So why can’t we prove it secure?

TLS sounds very simple. However, it turns out that you run into a few serious problems when you try to assemble a security proof for the protocol. Probably the most serious holdup stems from the age of the cryptography used in TLS. To borrow a term from Eric Rescorla: TLS’s crypto is downright prehistoric.
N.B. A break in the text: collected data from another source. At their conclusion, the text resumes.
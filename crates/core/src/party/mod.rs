//! Counterparty (customer/supplier) domain logic.
//!
//! Identifier normalization and per-company uniqueness checks. The storage
//! layer enforces the same uniqueness redundantly through partial unique
//! indexes; the checks here exist to produce field-scoped, user-correctable
//! errors at submission time.

pub mod normalize;
pub mod uniqueness;

pub use normalize::{normalize_fiscal_code, normalize_vat_number};
pub use uniqueness::{PartyIdentity, check_unique_identifiers};

use serde::{Deserialize, Serialize};

/// The commercial role of a counterparty.
#[derive(Debug, Clone, Copy, PartialEq, Eq, Serialize, Deserialize)]
#[serde(rename_all = "lowercase")]
pub enum PartyKind {
    /// A customer (sales side).
    Customer,
    /// A supplier (purchase side).
    Supplier,
    /// Both a customer and a supplier.
    Both,
}

impl PartyKind {
    /// Returns true when the party can appear on sales documents.
    #[must_use]
    pub const fn is_customer(&self) -> bool {
        matches!(self, Self::Customer | Self::Both)
    }

    /// Returns true when the party can appear on purchase documents.
    #[must_use]
    pub const fn is_supplier(&self) -> bool {
        matches!(self, Self::Supplier | Self::Both)
    }
}

#[cfg(test)]
mod tests {
    use super::*;

    #[test]
    fn test_party_kind_roles() {
        assert!(PartyKind::Customer.is_customer());
        assert!(!PartyKind::Customer.is_supplier());
        assert!(PartyKind::Supplier.is_supplier());
        assert!(!PartyKind::Supplier.is_customer());
        assert!(PartyKind::Both.is_customer());
        assert!(PartyKind::Both.is_supplier());
    }
}
//! Application-wide error types.

use thiserror::Error;

use crate::validation::FieldErrors;

/// Result type alias using `AppError`.
pub type AppResult<T> = Result<T, AppError>;

/// Application error types.
#[derive(Debug, Error)]
pub enum AppError {
    /// Authentication failed.
    #[error("Authentication failed: {0}")]
    Unauthorized(String),

    /// Resource not found.
    ///
    /// Cross-tenant access attempts surface as this variant as well: a
    /// request for another company's record must be indistinguishable from
    /// a record that does not exist.
    #[error("Not found: {0}")]
    NotFound(String),

    /// Field-scoped validation errors, user-recoverable.
    #[error("Validation failed: {0}")]
    Validation(FieldErrors),

    /// Business rule violation.
    #[error("Business rule violation: {0}")]
    BusinessRule(String),

    /// Conflict (e.g., duplicate entry).
    #[error("Conflict: {0}")]
    Conflict(String),

    /// Integrity/precondition failure: indicates a caller bug (e.g. a save
    /// attempted without an active company scope), not a transient or
    /// user-recoverable condition.
    #[error("Integrity error: {0}")]
    Integrity(String),

    /// Database error.
    #[error("Database error: {0}")]
    Database(String),

    /// Internal server error.
    #[error("Internal error: {0}")]
    Internal(String),
}

impl AppError {
    /// Builds a validation error scoped to a single field.
    #[must_use]
    pub fn field(field: &str, message: impl Into<String>) -> Self {
        Self::Validation(FieldErrors::single(field, message))
    }

    /// Returns the HTTP status code for this error.
    #[must_use]
    pub const fn status_code(&self) -> u16 {
        match self {
            Self::Unauthorized(_) => 401,
            Self::NotFound(_) => 404,
            Self::Validation(_) => 400,
            Self::BusinessRule(_) => 422,
            Self::Conflict(_) => 409,
            Self::Integrity(_) | Self::Database(_) | Self::Internal(_) => 500,
        }
    }

    /// Returns the error code for API responses.
    #[must_use]
    pub const fn error_code(&self) -> &'static str {
        match self {
            Self::Unauthorized(_) => "UNAUTHORIZED",
            Self::NotFound(_) => "NOT_FOUND",
            Self::Validation(_) => "VALIDATION_ERROR",
            Self::BusinessRule(_) => "BUSINESS_RULE_VIOLATION",
            Self::Conflict(_) => "CONFLICT",
            Self::Integrity(_) => "INTEGRITY_ERROR",
            Self::Database(_) => "DATABASE_ERROR",
            Self::Internal(_) => "INTERNAL_ERROR",
        }
    }
}

#[cfg(test)]
mod tests {
    use super::*;

    #[test]
    fn test_error_status_codes() {
        assert_eq!(AppError::Unauthorized(String::new()).status_code(), 401);
        assert_eq!(AppError::NotFound(String::new()).status_code(), 404);
        assert_eq!(
            AppError::Validation(FieldErrors::default()).status_code(),
            400
        );
        assert_eq!(AppError::BusinessRule(String::new()).status_code(), 422);
        assert_eq!(AppError::Conflict(String::new()).status_code(), 409);
        assert_eq!(AppError::Integrity(String::new()).status_code(), 500);
        assert_eq!(AppError::Database(String::new()).status_code(), 500);
        assert_eq!(AppError::Internal(String::new()).status_code(), 500);
    }

    #[test]
    fn test_error_codes() {
        assert_eq!(
            AppError::Unauthorized(String::new()).error_code(),
            "UNAUTHORIZED"
        );
        assert_eq!(AppError::NotFound(String::new()).error_code(), "NOT_FOUND");
        assert_eq!(
            AppError::Validation(FieldErrors::default()).error_code(),
            "VALIDATION_ERROR"
        );
        assert_eq!(
            AppError::Integrity(String::new()).error_code(),
            "INTEGRITY_ERROR"
        );
        assert_eq!(AppError::Conflict(String::new()).error_code(), "CONFLICT");
    }

    #[test]
    fn test_field_helper() {
        let err = AppError::field("amount", "must be positive");
        match err {
            AppError::Validation(fields) => {
                assert_eq!(
                    fields.messages("amount"),
                    vec!["must be positive".to_string()]
                );
            }
            _ => panic!("expected validation error"),
        }
    }
}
This can mostly be blamed on TLS’s predecessor SSL, which was designed in the mid-90s — a period better known as ‘the dark ages of industrial crypto‘. All sorts of bad stuff went down during this time, much of which we’ve (thankfully) forgotten about. But TLS is the exception! Thanks to years of backwards compatibility requirements, it’s become a sort of time capsule for all sorts of embarrassing practices that should have died a long slow death in a moonlit graveyard.

For example:

  1. The vast majority of TLS handshakes use an RSA padding scheme known as PKCS#1v1.5. PKCS#1v1.5 is awesome — if you’re teaching a class on how to attack cryptographic protocols. In all other circumstances it sucks. The scheme was first broken all the way back in 1998. The attacks have gotten better since.
  2. The (AES)-CBC encryption used by SSL and TLS 1.0 is just plain broken, a fact that was recently exploited by the BEAST attack. TLS 1.1 and 1.2 fix the glaring bugs, but still use non-standard message authentication techniques, that have themselves been attacked.
  3. Today — in the year 2012 — the ‘recommended’ patch for the above issue is to switch to RC4. Really, the less said about this the better.
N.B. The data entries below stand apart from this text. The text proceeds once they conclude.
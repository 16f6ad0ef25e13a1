//! Journal (prima nota) domain logic.
//!
//! One journal entry is one dated, signed monetary movement against an
//! account. An internal transfer (giroconto) is a pair of entries that share
//! a transfer id and always appear, change, and disappear together.

pub mod error;
pub mod transfer;
pub mod types;

pub use error::JournalError;
pub use transfer::{AmendTransferInput, PostMovementInput, Posting, TransferEngine, TransferPair};
pub use types::{CauseKind, JournalEntry, MovementKind};
//! Company (tenant) repository.
//!
//! Companies are the tenants themselves, so these operations run outside
//! any company scope: creation is a provisioning concern and lookups here
//! back tenant selection, not tenant-owned data access.

use chrono::Utc;
use sea_orm::{ActiveModelTrait, ColumnTrait, DatabaseConnection, DbErr, EntityTrait, QueryFilter, QueryOrder, Set};
use uuid::Uuid;

use gestra_core::party::normalize_vat_number;
use gestra_shared::AppError;

use crate::entities::companies;

/// Error types for company operations.
#[derive(Debug, thiserror::Error)]
pub enum CompanyError {
    /// Company not found.
    #[error("company not found: {0}")]
    NotFound(Uuid),

    /// Database error.
    #[error("database error: {0}")]
    Database(#[from] DbErr),
}

impl From<CompanyError> for AppError {
    fn from(err: CompanyError) -> Self {
        match err {
            CompanyError::NotFound(id) => Self::NotFound(format!("company {id}")),
            CompanyError::Database(e) => Self::Database(e.to_string()),
        }
    }
}

/// Input for creating a company.
#[derive(Debug, Clone)]
pub struct CreateCompanyInput {
    /// Legal name.
    pub name: String,
    /// VAT number, normalized before storage.
    pub vat_number: Option<String>,
}

/// Repository for company provisioning and lookup.
pub struct CompanyRepository;

impl CompanyRepository {
    /// Creates a new company.
    ///
    /// # Errors
    ///
    /// Returns an error if the insert fails.
    pub async fn create(
        db: &DatabaseConnection,
        input: CreateCompanyInput,
    ) -> Result<companies::Model, CompanyError> {
        let now = Utc::now().into();
        let model = companies::ActiveModel {
            id: Set(Uuid::now_v7()),
            name: Set(input.name),
            vat_number: Set(input
                .vat_number
                .as_deref()
                .map(normalize_vat_number)
                .filter(|v| !v.is_empty())),
            is_active: Set(true),
            created_at: Set(now),
            updated_at: Set(now),
        };

        Ok(model.insert(db).await?)
    }

    /// Finds a company by id.
    ///
    /// # Errors
    ///
    /// Returns an error if the query fails.
    pub async fn find_by_id(
        db: &DatabaseConnection,
        id: Uuid,
    ) -> Result<Option<companies::Model>, CompanyError> {
        Ok(companies::Entity::find_by_id(id).one(db).await?)
    }

    /// Lists active companies, for tenant selection.
    ///
    /// # Errors
    ///
    /// Returns an error if the query fails.
    pub async fn list_active(
        db: &DatabaseConnection,
    ) -> Result<Vec<companies::Model>, CompanyError> {
        Ok(companies::Entity::find()
            .filter(companies::Column::IsActive.eq(true))
            .order_by_asc(companies::Column::Name)
            .all(db)
            .await?)
    }

    /// Toggles a company's active flag.
    ///
    /// # Errors
    ///
    /// Returns `NotFound` if the company does not exist.
    pub async fn set_active(
        db: &DatabaseConnection,
        id: Uuid,
        is_active: bool,
    ) -> Result<companies::Model, CompanyError> {
        let company = companies::Entity::find_by_id(id)
            .one(db)
            .await?
            .ok_or(CompanyError::NotFound(id))?;

        let mut model: companies::ActiveModel = company.into();
        model.is_active = Set(is_active);
        model.updated_at = Set(Utc::now().into());
        Ok(model.update(db).await?)
    }
}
Although each of these issues have all been exploited in the past, I should be clear that current implementations do address them. Not by fixing the bugs, mind you — but ratherby applying band-aid patches to thwart the known attacks. This mostly works in practice, but it makes security proofs an exercise in frustration.

The second obstacle to proving things about TLS is the sheer complexity of the protocol. In fact, TLS is less a ‘protocol’ than it is a Frankenstein monster of of options and sub-protocols, all of which provide a breeding ground for bugs and attacks. Unfortunately, the vast majority of academic security analyses just ignore all of the ‘extra junk’ in favor of addressing the core crypto. Which is good! But also too bad — since these options where practically every real attack on TLS has taken place.

Lastly, it’s not clear quite which definition of security we should even use in our analysis. In part this is because the TLS specification doesn’t exactly scream ‘I want to be analyzed‘. In part it’s because definitions have been evolving over the years.

So you’re saying TLS is unprovable?

No. I’m just lowering expectations.

The truth is there’s a lot we do know about the security of TLS, some of it surprisingly positive. Several academic works have even given us formal ‘proofs’ of certain aspects of the protocol. The devil here lies mainly in the definitions of ‘proof‘ and — worryingly — ‘TLS‘.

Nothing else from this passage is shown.